REQUIRED WORK ->
Could you report every line from the entries that includes the word "MustNot"?

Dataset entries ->
----------
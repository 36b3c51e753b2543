//! API response bodies

use chrono::NaiveDateTime;
use serde::Serialize;

use crate::state::PhotographWithDetections;

/// One detection with the URL of its tile image
#[derive(Debug, Clone, PartialEq, Serialize)]
pub struct DetectionView {
    pub tile_index: u32,
    pub confidence: f32,
    pub tile_url: String,
}

/// A photograph with links to its images
#[derive(Debug, Clone, PartialEq, Serialize)]
pub struct PhotographDetail {
    pub photograph_id: i64,
    pub captured_at: NaiveDateTime,
    pub image_url: String,
    pub keep_all: bool,
    pub detections: Vec<DetectionView>,
}

/// Result of a capture trigger
#[derive(Debug, Clone, PartialEq, Serialize)]
pub struct ShootResponse {
    pub photograph_id: Option<i64>,
    pub message: String,
}

impl From<PhotographWithDetections> for PhotographDetail {
    fn from(found: PhotographWithDetections) -> Self {
        let photo = found.photograph;
        let detections = found
            .detections
            .iter()
            .map(|d| DetectionView {
                tile_index: d.tile_index,
                confidence: d.confidence,
                tile_url: format!("/images/{}", photo.tile_image_path(d.tile_index)),
            })
            .collect();

        Self {
            photograph_id: photo.id,
            captured_at: photo.captured_at,
            image_url: format!("/images/{}", photo.image_path),
            keep_all: photo.keep_all,
            detections,
        }
    }
}
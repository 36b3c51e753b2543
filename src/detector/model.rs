//! Model file resolution and download

use std::fs;
use std::io::{Cursor, Read};
use std::path::{Path, PathBuf};

use crate::config::Config;
use crate::error::{Error, Result};

/// Return the local model path, downloading the model first if it is missing.
pub fn ensure_model(config: &Config) -> Result<PathBuf> {
    let model_path = config.model_path();
    if model_path.is_file() {
        return Ok(model_path);
    }

    tracing::info!(path = %model_path.display(), "Model not found");
    tracing::info!(url = %config.model_url, "Downloading model");

    let bytes = download(&config.model_url)?;
    let model = if config.model_url.ends_with(".zip") {
        extract_model(&bytes)?
    } else {
        bytes
    };

    install(&model_path, &model)?;
    tracing::info!(path = %model_path.display(), bytes = model.len(), "Model saved");
    Ok(model_path)
}

/// Map a resolution failure onto the detector-initialization error
pub fn unavailable(e: Error) -> Error {
    match e {
        Error::ModelUnavailable(_) => e,
        other => Error::ModelUnavailable(other.to_string()),
    }
}

fn download(url: &str) -> Result<Vec<u8>> {
    let response = reqwest::blocking::get(url)
        .map_err(|e| Error::Download(format!("request to {} failed: {}", url, e)))?;

    if !response.status().is_success() {
        return Err(Error::Download(format!(
            "{} returned {}",
            url,
            response.status()
        )));
    }

    let bytes = response
        .bytes()
        .map_err(|e| Error::Download(format!("reading {} failed: {}", url, e)))?;
    Ok(bytes.to_vec())
}

/// Pull the first `.onnx` member out of a zip archive
fn extract_model(archive: &[u8]) -> Result<Vec<u8>> {
    let mut zip = zip::ZipArchive::new(Cursor::new(archive))
        .map_err(|e| Error::Download(format!("not a zip archive: {}", e)))?;

    let name = zip
        .file_names()
        .find(|name| name.ends_with(".onnx"))
        .map(str::to_string)
        .ok_or_else(|| Error::Download("no .onnx model in archive".to_string()))?;

    let mut member = zip
        .by_name(&name)
        .map_err(|e| Error::Download(format!("{} unreadable in archive: {}", name, e)))?;

    let mut data = Vec::with_capacity(member.size() as usize);
    member.read_to_end(&mut data)?;
    Ok(data)
}

/// Write next to the target then rename, so a half-written model never appears
fn install(model_path: &Path, data: &[u8]) -> Result<()> {
    if let Some(parent) = model_path.parent() {
        fs::create_dir_all(parent)?;
    }

    let partial = model_path.with_extension("partial");
    fs::write(&partial, data)?;
    fs::rename(&partial, model_path)?;
    Ok(())
}

#[cfg(test)]
mod tests {
    use super::*;
    use std::io::Write;

    fn config_in(dir: &Path) -> Config {
        Config {
            data_dir: dir.to_path_buf(),
            // Unroutable: any download attempt fails fast
            model_url: "http://127.0.0.1:9/model.onnx".to_string(),
            min_confidence: 0.33,
        }
    }

    #[test]
    fn test_existing_model_is_not_downloaded() {
        let dir = tempfile::tempdir().unwrap();
        let config = config_in(dir.path());
        install(&config.model_path(), b"weights").unwrap();

        assert_eq!(ensure_model(&config).unwrap(), config.model_path());
    }

    #[test]
    fn test_failed_download_leaves_no_model() {
        let dir = tempfile::tempdir().unwrap();
        let config = config_in(dir.path());

        let err = ensure_model(&config).unwrap_err();
        assert!(matches!(err, Error::Download(_)));
        assert!(matches!(unavailable(err), Error::ModelUnavailable(_)));
        assert!(!config.model_path().exists());
    }

    fn archive(members: &[(&str, &[u8])]) -> Vec<u8> {
        let mut buffer = Cursor::new(Vec::new());
        {
            let mut writer = zip::ZipWriter::new(&mut buffer);
            let options = zip::write::SimpleFileOptions::default();
            for (name, data) in members {
                writer.start_file(*name, options).unwrap();
                writer.write_all(data).unwrap();
            }
            writer.finish().unwrap();
        }
        buffer.into_inner()
    }

    #[test]
    fn test_extract_model_from_zip() {
        let bundle = archive(&[
            ("coco.names", b"person\nbicycle\n"),
            ("yolov4/yolov4.onnx", b"ONNX"),
        ]);
        assert_eq!(extract_model(&bundle).unwrap(), b"ONNX");

        let labels_only = archive(&[("coco.names", b"person\n")]);
        assert!(matches!(extract_model(&labels_only), Err(Error::Download(_))));
    }
}
//! Shared data structures for the record store
//!
//! These structs represent the data model that flows between
//! the database layer, the capture session and the HTTP API.

use chrono::NaiveDateTime;
use serde::Serialize;

/// A retained capture, as stored
#[derive(Debug, Clone, PartialEq)]
pub struct Photograph {
    /// Unique database ID
    pub id: i64,
    /// Local capture time
    pub captured_at: NaiveDateTime,
    /// File name relative to the images directory (e.g. "20250101120000.jpg")
    pub image_path: String,
    /// Kept regardless of detections
    pub keep_all: bool,
}

/// One logged bird detection on one tile of a photograph
#[derive(Debug, Clone, PartialEq)]
pub struct DetectionRecord {
    pub id: i64,
    pub photograph_id: i64,
    /// Row-major tile index
    pub tile_index: u32,
    pub confidence: f32,
}

/// A detection found during a session, before it has an id
#[derive(Debug, Clone, Copy, PartialEq)]
pub struct TileDetection {
    pub tile_index: u32,
    pub confidence: f32,
}

/// Row of the recent-photographs listing
#[derive(Debug, Clone, PartialEq, Serialize)]
pub struct PhotographSummary {
    pub photograph_id: i64,
    pub captured_at: NaiveDateTime,
    pub image_path: String,
    pub keep_all: bool,
    pub detection_count: i64,
}

/// A photograph with its detections ordered by tile index
#[derive(Debug, Clone, PartialEq)]
pub struct PhotographWithDetections {
    pub photograph: Photograph,
    pub detections: Vec<DetectionRecord>,
}

/// Aggregate counts
#[derive(Debug, Clone, Copy, PartialEq, Eq, Serialize)]
pub struct Stats {
    pub total_photographs: i64,
    pub total_detections: i64,
}

impl Photograph {
    /// File name of a tile image belonging to this photograph
    pub fn tile_image_path(&self, tile_index: u32) -> String {
        tile_file_name(base_name(&self.image_path), tile_index)
    }
}

/// Image path without its extension
pub fn base_name(image_path: &str) -> &str {
    match image_path.rsplit_once('.') {
        Some((base, _)) => base,
        None => image_path,
    }
}

/// `{base}.jpg`
pub fn photograph_file_name(base: &str) -> String {
    format!("{}.jpg", base)
}

/// `{base}_{tile_index:02}.jpg`
pub fn tile_file_name(base: &str, tile_index: u32) -> String {
    format!("{}_{:02}.jpg", base, tile_index)
}

#[cfg(test)]
mod tests {
    use super::*;

    #[test]
    fn test_tile_names_follow_photograph() {
        let photo = Photograph {
            id: 1,
            captured_at: NaiveDateTime::default(),
            image_path: "20250101120000.jpg".to_string(),
            keep_all: false,
        };

        assert_eq!(photo.tile_image_path(7), "20250101120000_07.jpg");
        assert_eq!(photo.tile_image_path(17), "20250101120000_17.jpg");
    }

    #[test]
    fn test_base_name_handles_suffixes() {
        assert_eq!(base_name("20250101120000-1.jpg"), "20250101120000-1");
        assert_eq!(base_name("noext"), "noext");
        assert_eq!(photograph_file_name("20250101120000"), "20250101120000.jpg");
    }
}
use std::path::{Path, PathBuf};
use std::time::Duration;

use anyhow::Context;
use clap::{Parser, Subcommand};
use tracing_subscriber::{layer::SubscriberExt, util::SubscriberInitExt};

mod capture;
mod config;
mod detector;
mod error;
mod scheduler;
mod server;
mod session;
mod state;

use capture::{list_cameras, FfmpegCamera, TileGrid};
use config::Config;
use detector::{BirdDetector, DEFAULT_DIAGNOSTIC_CONFIDENCE};
use scheduler::Scheduler;
use session::CaptureSession;
use state::Database;

/// Pi in the Sky - Bird detection from webcam.
#[derive(Debug, Parser)]
#[command(name = "pisky", version, about)]
struct Cli {
    #[command(subcommand)]
    command: Command,
}

#[derive(Debug, Subcommand)]
enum Command {
    #[command(flatten)]
    Local(LocalCommand),
    /// Start the API server
    Serve {
        /// Host to bind to
        #[arg(long, default_value = "0.0.0.0")]
        host: String,
        /// Port to bind to
        #[arg(long, default_value_t = 8000)]
        port: u16,
        /// Camera index used by POST /api/shoot
        #[arg(long = "camera", default_value_t = 0)]
        camera_index: u32,
    },
}

/// Commands that only do blocking work (camera, inference, SQLite)
#[derive(Debug, Subcommand)]
enum LocalCommand {
    /// Show configuration and paths
    Info,
    /// List available cameras
    List,
    /// Capture an image and detect birds
    Shoot {
        /// Keep all images even if no birds detected
        #[arg(long)]
        keep_all: bool,
        /// Camera index
        #[arg(long = "camera", default_value_t = 0)]
        camera_index: u32,
    },
    /// Capture repeatedly on a fixed interval
    Watch {
        /// Seconds between capture starts
        #[arg(long, default_value_t = 300)]
        interval: u64,
        /// Keep all images even if no birds detected
        #[arg(long)]
        keep_all: bool,
        /// Camera index
        #[arg(long = "camera", default_value_t = 0)]
        camera_index: u32,
        /// Stop after this many sessions
        #[arg(long)]
        max_runs: Option<u64>,
    },
    /// Run every class of the detector over the tiles of a still image
    Inspect {
        /// Image file to tile
        image: PathBuf,
        /// Minimum confidence to report
        #[arg(long, default_value_t = DEFAULT_DIAGNOSTIC_CONFIDENCE)]
        min_confidence: f32,
    },
}

#[tokio::main]
async fn main() -> anyhow::Result<()> {
    // Load .env if present
    dotenvy::dotenv().ok();

    tracing_subscriber::registry()
        .with(
            tracing_subscriber::EnvFilter::try_from_default_env()
                .unwrap_or_else(|_| "pisky=info,tower_http=info".into()),
        )
        .with(tracing_subscriber::fmt::layer())
        .init();

    let cli = Cli::parse();
    let config = Config::from_env().context("invalid configuration")?;

    match cli.command {
        Command::Serve {
            host,
            port,
            camera_index,
        } => {
            println!("Starting server at http://{}:{}", host, port);
            let camera = Box::new(FfmpegCamera::new(camera_index));
            let state = server::AppState::new(config, camera);
            server::serve(state, &host, port).await
        }
        Command::Local(command) => {
            tokio::task::spawn_blocking(move || run_blocking(command, config))
                .await
                .context("command task panicked")?
        }
    }
}

fn run_blocking(command: LocalCommand, config: Config) -> anyhow::Result<()> {
    match command {
        LocalCommand::Info => info(&config),
        LocalCommand::List => {
            let cameras = list_cameras(10);
            if cameras.is_empty() {
                println!("No cameras found");
            } else {
                println!("Available cameras:");
                for (index, name) in cameras {
                    println!("  {}: {}", index, name);
                }
            }
            Ok(())
        }
        LocalCommand::Shoot {
            keep_all,
            camera_index,
        } => {
            let mut camera = FfmpegCamera::new(camera_index);
            let outcome = session::shoot(&config, &mut camera, keep_all)?;
            println!("{}", outcome);
            Ok(())
        }
        LocalCommand::Watch {
            interval,
            keep_all,
            camera_index,
            max_runs,
        } => {
            let detector = BirdDetector::from_config(&config)?;
            let mut camera = FfmpegCamera::new(camera_index);
            let mut scheduler = Scheduler::new(Duration::from_secs(interval));
            scheduler.run(max_runs, || {
                CaptureSession::new(&detector, &config, keep_all).run(&mut camera)
            });
            println!(
                "{} session(s): {} saved, {} failed",
                scheduler.runs(),
                scheduler.saved(),
                scheduler.failures()
            );
            Ok(())
        }
        LocalCommand::Inspect {
            image,
            min_confidence,
        } => inspect(&config, &image, min_confidence),
    }
}

fn info(config: &Config) -> anyhow::Result<()> {
    let model_path = config.model_path();
    let model_status = if model_path.exists() {
        "downloaded"
    } else {
        "not downloaded"
    };

    println!("Pi in the Sky configuration:");
    println!("  Data directory: {}", config.data_dir.display());
    println!("  Images:         {}", config.images_dir().display());
    println!("  Database:       {}", config.database_path().display());
    println!("  Model:          {} ({})", model_path.display(), model_status);
    println!("  Model source:   {}", config.model_url);
    println!("  Threshold:      {:.2}", config.min_confidence);

    if config.database_path().exists() {
        let db = Database::open(&config.database_path())?;
        let stats = db.get_stats()?;
        let missing = db.missing_images(&config.images_dir())?;
        println!("  Photographs:    {}", stats.total_photographs);
        println!("  Detections:     {}", stats.total_detections);
        if !missing.is_empty() {
            println!("  Missing images: {:?}", missing);
        }
    }
    Ok(())
}

fn inspect(config: &Config, image: &Path, min_confidence: f32) -> anyhow::Result<()> {
    let detector = BirdDetector::from_config(config)?;
    let frame = image::open(image)
        .with_context(|| format!("could not read {}", image.display()))?
        .to_rgb8();

    let (_, tiles) = TileGrid::default().tile(&frame);
    for (tile_index, tile) in tiles.iter().enumerate() {
        let found = detector.detect_all(tile, min_confidence)?;
        if found.is_empty() {
            continue;
        }
        let listing: Vec<String> = found
            .iter()
            .map(|(class_id, confidence)| {
                let marker = if *class_id == detector.target_class() { "*" } else { "" };
                format!("{}{}={:.2}", marker, class_id, confidence)
            })
            .collect();
        println!("Tile {:02}: {}", tile_index, listing.join(" "));
    }
    Ok(())
}
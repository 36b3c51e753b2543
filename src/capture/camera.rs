//! Camera capability and the ffmpeg-backed implementation
//!
//! A still frame is grabbed by running `ffmpeg` against the video device for a
//! single frame and decoding the MJPEG it writes to stdout.

use std::path::{Path, PathBuf};
use std::process::{Command, Stdio};

use image::RgbImage;

use crate::error::{Error, Result};

/// Resolution requested from the device
const REQUESTED_WIDTH: u32 = 1920;
const REQUESTED_HEIGHT: u32 = 1080;

/// A camera that can be opened, asked for one frame, and closed.
pub trait Camera {
    /// Acquire the device. Returns false when the device is absent or unusable.
    fn open(&mut self) -> bool;

    /// Grab one frame, or `None` if the device produced nothing.
    fn capture(&mut self) -> Option<RgbImage>;

    /// Release the device. Must be safe to call when not open.
    fn close(&mut self);
}

/// An opened camera, closed again when dropped.
pub struct OpenCamera<'a, C: Camera + ?Sized> {
    camera: &'a mut C,
}

impl<'a, C: Camera + ?Sized> OpenCamera<'a, C> {
    /// Open the camera, failing with `CameraUnavailable` if it won't open.
    pub fn acquire(camera: &'a mut C) -> Result<Self> {
        if !camera.open() {
            // Some devices half-open; release whatever was taken.
            camera.close();
            return Err(Error::CameraUnavailable(
                "camera could not be opened".to_string(),
            ));
        }
        Ok(Self { camera })
    }

    /// Grab one frame from the opened camera
    pub fn capture(&mut self) -> Option<RgbImage> {
        self.camera.capture()
    }
}

impl<C: Camera + ?Sized> Drop for OpenCamera<'_, C> {
    fn drop(&mut self) {
        self.camera.close();
        tracing::debug!("Camera released");
    }
}

/// Camera at `/dev/video{index}` (Linux) or AVFoundation index (macOS), read through ffmpeg.
#[derive(Debug)]
pub struct FfmpegCamera {
    index: u32,
    opened: bool,
}

impl FfmpegCamera {
    pub fn new(index: u32) -> Self {
        Self {
            index,
            opened: false,
        }
    }

    fn device_path(&self) -> PathBuf {
        PathBuf::from(format!("/dev/video{}", self.index))
    }

    /// ffmpeg input arguments for this platform
    fn input_args(&self) -> Vec<String> {
        let size = format!("{}x{}", REQUESTED_WIDTH, REQUESTED_HEIGHT);
        if cfg!(target_os = "macos") {
            vec![
                "-f".into(),
                "avfoundation".into(),
                "-framerate".into(),
                "30".into(),
                "-video_size".into(),
                size,
                "-i".into(),
                format!("{}", self.index),
            ]
        } else {
            vec![
                "-f".into(),
                "v4l2".into(),
                "-video_size".into(),
                size,
                "-i".into(),
                self.device_path().to_string_lossy().to_string(),
            ]
        }
    }

    /// Run ffmpeg for exactly one frame and return the JPEG bytes
    fn grab_jpeg(&self) -> Result<Vec<u8>> {
        let output = Command::new("ffmpeg")
            .args(["-loglevel", "error", "-y"])
            .args(self.input_args())
            .args(["-frames:v", "1", "-f", "image2pipe", "-vcodec", "mjpeg", "-"])
            .stdin(Stdio::null())
            .stdout(Stdio::piped())
            .stderr(Stdio::piped())
            .output()
            .map_err(|e| Error::CaptureFailed(format!("ffmpeg spawn failed: {}", e)))?;

        if !output.status.success() {
            let stderr = String::from_utf8_lossy(&output.stderr);
            return Err(Error::CaptureFailed(format!("ffmpeg failed: {}", stderr.trim())));
        }
        if output.stdout.is_empty() {
            return Err(Error::CaptureFailed("ffmpeg returned empty output".to_string()));
        }

        Ok(output.stdout)
    }
}

impl Camera for FfmpegCamera {
    fn open(&mut self) -> bool {
        if cfg!(target_os = "linux") && !self.device_path().exists() {
            tracing::warn!(device = %self.device_path().display(), "Camera device not found");
            return false;
        }

        let ffmpeg_ok = Command::new("ffmpeg")
            .arg("-version")
            .stdout(Stdio::null())
            .stderr(Stdio::null())
            .status()
            .map(|s| s.success())
            .unwrap_or(false);
        if !ffmpeg_ok {
            tracing::warn!("ffmpeg not found; cannot read camera");
            return false;
        }

        self.opened = true;
        true
    }

    fn capture(&mut self) -> Option<RgbImage> {
        if !self.opened {
            return None;
        }

        let jpeg = match self.grab_jpeg() {
            Ok(bytes) => bytes,
            Err(e) => {
                tracing::warn!(camera = self.index, error = %e, "Frame grab failed");
                return None;
            }
        };

        match image::load_from_memory(&jpeg) {
            Ok(frame) => Some(frame.to_rgb8()),
            Err(e) => {
                tracing::warn!(camera = self.index, error = %e, "Could not decode frame");
                None
            }
        }
    }

    fn close(&mut self) {
        self.opened = false;
    }
}

/// List `(index, name)` of video devices, probing indices `0..max_index`.
pub fn list_cameras(max_index: u32) -> Vec<(u32, String)> {
    list_cameras_in(Path::new("/sys/class/video4linux"), max_index)
}

fn list_cameras_in(sysfs_root: &Path, max_index: u32) -> Vec<(u32, String)> {
    (0..max_index)
        .filter_map(|i| {
            let name_path = sysfs_root.join(format!("video{}", i)).join("name");
            std::fs::read_to_string(name_path)
                .ok()
                .map(|name| (i, name.trim().to_string()))
        })
        .collect()
}

#[cfg(test)]
mod tests {
    use super::*;
    use std::cell::Cell;
    use std::rc::Rc;

    struct CountingCamera {
        opens: bool,
        closes: Rc<Cell<u32>>,
    }

    impl Camera for CountingCamera {
        fn open(&mut self) -> bool {
            self.opens
        }

        fn capture(&mut self) -> Option<RgbImage> {
            Some(RgbImage::new(4, 4))
        }

        fn close(&mut self) {
            self.closes.set(self.closes.get() + 1);
        }
    }

    #[test]
    fn test_guard_closes_on_drop() {
        let closes = Rc::new(Cell::new(0));
        let mut camera = CountingCamera {
            opens: true,
            closes: closes.clone(),
        };

        {
            let mut open = OpenCamera::acquire(&mut camera).unwrap();
            assert!(open.capture().is_some());
            assert_eq!(closes.get(), 0);
        }

        assert_eq!(closes.get(), 1);
    }

    #[test]
    fn test_failed_open_is_camera_unavailable() {
        let closes = Rc::new(Cell::new(0));
        let mut camera = CountingCamera {
            opens: false,
            closes: closes.clone(),
        };

        let result = OpenCamera::acquire(&mut camera);
        assert!(matches!(result, Err(Error::CameraUnavailable(_))));
        assert_eq!(closes.get(), 1);
    }

    #[test]
    fn test_unopened_ffmpeg_camera_captures_nothing() {
        let mut camera = FfmpegCamera::new(0);
        assert!(camera.capture().is_none());
    }

    #[test]
    fn test_list_cameras_reads_sysfs_names() {
        let root = tempfile::tempdir().unwrap();
        for (i, name) in [(0, "HD Webcam\n"), (2, "Pi Camera Module\n")] {
            let dir = root.path().join(format!("video{}", i));
            std::fs::create_dir_all(&dir).unwrap();
            std::fs::write(dir.join("name"), name).unwrap();
        }

        let cameras = list_cameras_in(root.path(), 10);
        assert_eq!(
            cameras,
            vec![(0, "HD Webcam".to_string()), (2, "Pi Camera Module".to_string())]
        );
    }
}
//! Error responses for the HTTP API

use axum::{
    http::StatusCode,
    response::{IntoResponse, Response},
    Json,
};
use serde_json::json;

use crate::error::Error;

/// Error types
#[derive(Debug, thiserror::Error)]
pub enum ApiError {
    /// Not found
    #[error("Not found: {0}")]
    NotFound(String),

    /// Pipeline or store error
    #[error(transparent)]
    Pipeline(#[from] Error),

    /// Internal error
    #[error("Internal error: {0}")]
    Internal(String),
}

impl IntoResponse for ApiError {
    fn into_response(self) -> Response {
        let (status, error_code, message) = match &self {
            ApiError::NotFound(msg) => (StatusCode::NOT_FOUND, "NOT_FOUND", msg.clone()),
            ApiError::Pipeline(e) => {
                let status = match e {
                    Error::CameraUnavailable(_)
                    | Error::ModelUnavailable(_)
                    | Error::StoreUnavailable(_) => StatusCode::SERVICE_UNAVAILABLE,
                    _ => StatusCode::INTERNAL_SERVER_ERROR,
                };
                (status, e.code(), e.to_string())
            }
            ApiError::Internal(msg) => (
                StatusCode::INTERNAL_SERVER_ERROR,
                "INTERNAL_ERROR",
                msg.clone(),
            ),
        };

        if status.is_server_error() {
            tracing::error!(
                status = %status,
                error_code = %error_code,
                message = %message,
                "Request error"
            );
        }

        let body = Json(json!({
            "error_code": error_code,
            "message": message
        }));

        (status, body).into_response()
    }
}

#[cfg(test)]
mod tests {
    use super::*;

    #[test]
    fn test_status_codes() {
        let not_found = ApiError::NotFound("Photograph not found".to_string()).into_response();
        assert_eq!(not_found.status(), StatusCode::NOT_FOUND);

        let store = ApiError::from(Error::StoreUnavailable(rusqlite::Error::InvalidQuery))
            .into_response();
        assert_eq!(store.status(), StatusCode::SERVICE_UNAVAILABLE);

        let io = ApiError::from(Error::Io(std::io::Error::other("disk full"))).into_response();
        assert_eq!(io.status(), StatusCode::INTERNAL_SERVER_ERROR);
    }
}
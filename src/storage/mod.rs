//! Searcher implementations for different backends

pub mod http;
pub mod in_memory;

pub use http::HttpSearcher;
pub use in_memory::{ExecutedQuery, InMemorySearcher};
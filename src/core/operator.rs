//! Where-operator parsing
//!
//! Operators arrive as strings (`">"`, `"!="`, `"like"`, ...). They are parsed
//! once into a [`ParsedOperator`] so that the rest of the builder only deals
//! with a closed set of variants.

use crate::core::error::QueryError;
use std::fmt;
use std::str::FromStr;

/// Whether a clause must or must not match
#[derive(Debug, Clone, Copy, PartialEq, Eq, Hash)]
pub enum Polarity {
    Must,
    MustNot,
}

impl Polarity {
    /// Key of the `bool` query section this polarity compiles into
    pub fn as_str(&self) -> &'static str {
        match self {
            Polarity::Must => "must",
            Polarity::MustNot => "must_not",
        }
    }
}

/// Supported where-operators, without their negation prefix
#[derive(Debug, Clone, Copy, PartialEq, Eq, Hash)]
pub enum Operator {
    /// `>`
    RangeGt,
    /// `>=`
    RangeGte,
    /// `<`
    RangeLt,
    /// `<=`
    RangeLte,
    /// `=`
    Match,
    /// `like`
    Wildcard,
}

impl Operator {
    /// The token this operator is written as
    pub fn symbol(&self) -> &'static str {
        match self {
            Operator::RangeGt => ">",
            Operator::RangeGte => ">=",
            Operator::RangeLt => "<",
            Operator::RangeLte => "<=",
            Operator::Match => "=",
            Operator::Wildcard => "like",
        }
    }

    pub fn is_range(&self) -> bool {
        matches!(
            self,
            Operator::RangeGt | Operator::RangeGte | Operator::RangeLt | Operator::RangeLte
        )
    }
}

impl fmt::Display for Operator {
    fn fmt(&self, f: &mut fmt::Formatter<'_>) -> fmt::Result {
        f.write_str(self.symbol())
    }
}

/// An operator together with the polarity selected by an optional `!` prefix
#[derive(Debug, Clone, Copy, PartialEq, Eq)]
pub struct ParsedOperator {
    pub operator: Operator,
    pub polarity: Polarity,
}

impl FromStr for ParsedOperator {
    type Err = QueryError;

    /// Parse an operator string.
    ///
    /// A single leading `!` flips the polarity to `MustNot` and is stripped
    /// before the remaining token is matched. Matching is exact and
    /// case-sensitive.
    fn from_str(raw: &str) -> Result<Self, Self::Err> {
        let (polarity, token) = match raw.strip_prefix('!') {
            Some(rest) => (Polarity::MustNot, rest),
            None => (Polarity::Must, raw),
        };

        let operator = match token {
            ">" => Operator::RangeGt,
            ">=" => Operator::RangeGte,
            "<" => Operator::RangeLt,
            "<=" => Operator::RangeLte,
            "=" => Operator::Match,
            "like" => Operator::Wildcard,
            _ => {
                return Err(QueryError::InvalidOperator {
                    operator: raw.to_string(),
                });
            }
        };

        Ok(Self { operator, polarity })
    }
}
//! Macros for reducing boilerplate when declaring searchable models

/// Implement [`Model`](crate::core::model::Model) for a serde struct
///
/// The struct must implement `Default`, `Serialize` and `Deserialize`.
/// Hydration deserializes `_source` straight into the struct; `key` names the
/// primary key field. An optional `index` overrides the configured index.
///
/// # Example
///
/// ```rust,ignore
/// use elastic_model::prelude::*;
///
/// #[derive(Debug, Clone, Default, Serialize, Deserialize)]
/// pub struct Article {
///     pub id: u64,
///     pub title: String,
///     pub views: u64,
/// }
///
/// impl_search_model!(Article, "articles", key = id);
///
/// // Or, stored in a dedicated index:
/// // impl_search_model!(Article, "articles", key = id, index = "blog");
/// ```
#[macro_export]
macro_rules! impl_search_model {
    ($type:ty, $table:expr, key = $key:ident $(, index = $index:expr)? $(,)?) => {
        impl $crate::core::model::Model for $type {
            fn table() -> &'static str {
                $table
            }

            $(
                fn index_name() -> Option<&'static str> {
                    Some($index)
                }
            )?

            fn key(&self) -> Option<$crate::prelude::Value> {
                $crate::core::model::key_value(&self.$key)
            }

            fn new_instance(attributes: $crate::core::model::Attributes, _exists: bool) -> Self {
                $crate::core::model::attributes_into(attributes).unwrap_or_default()
            }

            fn set_raw_attributes(
                &mut self,
                attributes: $crate::core::model::Attributes,
                _sync: bool,
            ) -> $crate::core::model::AttributeResult {
                *self = $crate::core::model::attributes_into(attributes)?;
                Ok(())
            }
        }
    };
}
----------
EXERCISE SOLUTION ->
    MustNot,
            Polarity::MustNot => "must_not",
    /// A single leading `!` flips the polarity to `MustNot` and is stripped
            Some(rest) => (Polarity::MustNot, rest),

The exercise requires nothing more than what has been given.